## Data listing
──────────────────────────────

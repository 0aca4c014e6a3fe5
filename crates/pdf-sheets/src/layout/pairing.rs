//! Pairing rules: which two source pages share a sheet

/// Decides the (left, right) source pages of one sheet.
///
/// `sheet` is the zero-based sheet index, `page_count` the number of source
/// pages (always even and non-zero when called by the planner). Both returned
/// indices must be below `page_count` and distinct.
pub trait PairingRule {
    fn pair(&self, sheet: usize, page_count: usize) -> (usize, usize);
}

/// Built-in pairing rules
#[derive(Debug, Clone, Copy, PartialEq, Eq, Default)]
#[cfg_attr(feature = "serde", derive(serde::Serialize, serde::Deserialize))]
pub enum Pairing {
    /// Saddle-stitch order: the sequence is folded in half and every other
    /// sheet puts the later page on the left. Four pages give (4, 1), (2, 3).
    #[default]
    Booklet,
    /// The sequence is folded in half with the earlier page always on the
    /// left. Four pages give (1, 4), (2, 3).
    Fold,
    /// Consecutive pages side by side: (1, 2), (3, 4), ...
    Sequential,
}

impl PairingRule for Pairing {
    fn pair(&self, sheet: usize, page_count: usize) -> (usize, usize) {
        let mirror = page_count - 1 - sheet;
        match self {
            Pairing::Booklet if sheet % 2 == 0 => (mirror, sheet),
            Pairing::Booklet | Pairing::Fold => (sheet, mirror),
            Pairing::Sequential => (2 * sheet, 2 * sheet + 1),
        }
    }
}

impl std::fmt::Display for Pairing {
    fn fmt(&self, f: &mut std::fmt::Formatter<'_>) -> std::fmt::Result {
        let name = match self {
            Pairing::Booklet => "booklet",
            Pairing::Fold => "fold",
            Pairing::Sequential => "sequential",
        };
        f.write_str(name)
    }
}
//! Two-up sheet imposition
//!
//! This module orchestrates a conversion:
//! 1. Count the source pages and plan the sheets (fails fast on a bad count)
//! 2. Embed each planned page as a Form XObject
//! 3. Draw the left and right halves of every sheet, in plan order

mod io;

pub use io::{load_pdf, load_pdf_bytes, save_pdf, save_pdf_bytes};

use crate::constants::OUTPUT_PDF_VERSION;
use crate::layout::plan_sheets;
use crate::options::ImposeOptions;
use crate::render::{EmbedCache, render_sheet};
use crate::types::*;
use lopdf::{Dictionary, Document, Object, ObjectId};

/// Main imposition function
pub async fn impose(source: &Document, options: &ImposeOptions) -> Result<Document> {
    options.validate()?;

    let source = source.clone();
    let options = options.clone();

    tokio::task::spawn_blocking(move || impose_sync(&source, &options)).await?
}

/// Load PDF bytes, impose them and serialize the result.
///
/// Either the complete output document is returned or an error; nothing is
/// produced for a rejected input.
pub async fn convert_bytes(bytes: Vec<u8>, options: &ImposeOptions) -> Result<Vec<u8>> {
    options.validate()?;

    let options = options.clone();
    tokio::task::spawn_blocking(move || {
        let source = Document::load_mem(&bytes)?;
        let output = impose_sync(&source, &options)?;
        io::write_document(output)
    })
    .await?
}

fn impose_sync(source: &Document, options: &ImposeOptions) -> Result<Document> {
    // Page tree order
    let page_ids: Vec<ObjectId> = source.get_pages().values().copied().collect();
    log::info!("Source document has {} pages", page_ids.len());

    let plan = plan_sheets(page_ids.len(), options)?;

    let mut output = Document::with_version(OUTPUT_PDF_VERSION);
    let pages_tree_id = output.new_object_id();
    let mut cache = EmbedCache::new();
    let mut page_refs = Vec::with_capacity(plan.len());

    for (sheet_idx, spec) in plan.iter().enumerate() {
        log::debug!(
            "Sheet {}: left = page {}, right = page {}",
            sheet_idx + 1,
            spec.left_page_index + 1,
            spec.right_page_index + 1
        );
        let page_id = render_sheet(
            &mut output,
            source,
            &page_ids,
            spec,
            options.scaling,
            pages_tree_id,
            &mut cache,
        )?;
        page_refs.push(Object::Reference(page_id));
    }

    // Create pages tree
    let count = page_refs.len() as i64;
    let pages_dict = Dictionary::from_iter(vec![
        ("Type", Object::Name(b"Pages".to_vec())),
        ("Kids", Object::Array(page_refs)),
        ("Count", Object::Integer(count)),
    ]);
    output
        .objects
        .insert(pages_tree_id, Object::Dictionary(pages_dict));

    // Create catalog
    let catalog_id = output.add_object(Dictionary::from_iter(vec![
        ("Type", Object::Name(b"Catalog".to_vec())),
        ("Pages", Object::Reference(pages_tree_id)),
    ]));
    output.trailer.set("Root", catalog_id);

    output.compress();

    log::info!(
        "Imposed {} pages ({} embedded) onto {} sheets of {} x {} pt",
        plan.source_pages,
        cache.embedded_pages(),
        plan.len(),
        options.sheet.width_pt,
        options.sheet.height_pt
    );

    Ok(output)
}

──────────────────────────────

## Your task
Answer with one number only: how many lines in the data contain the word "Dictionary"?

## Written solution
4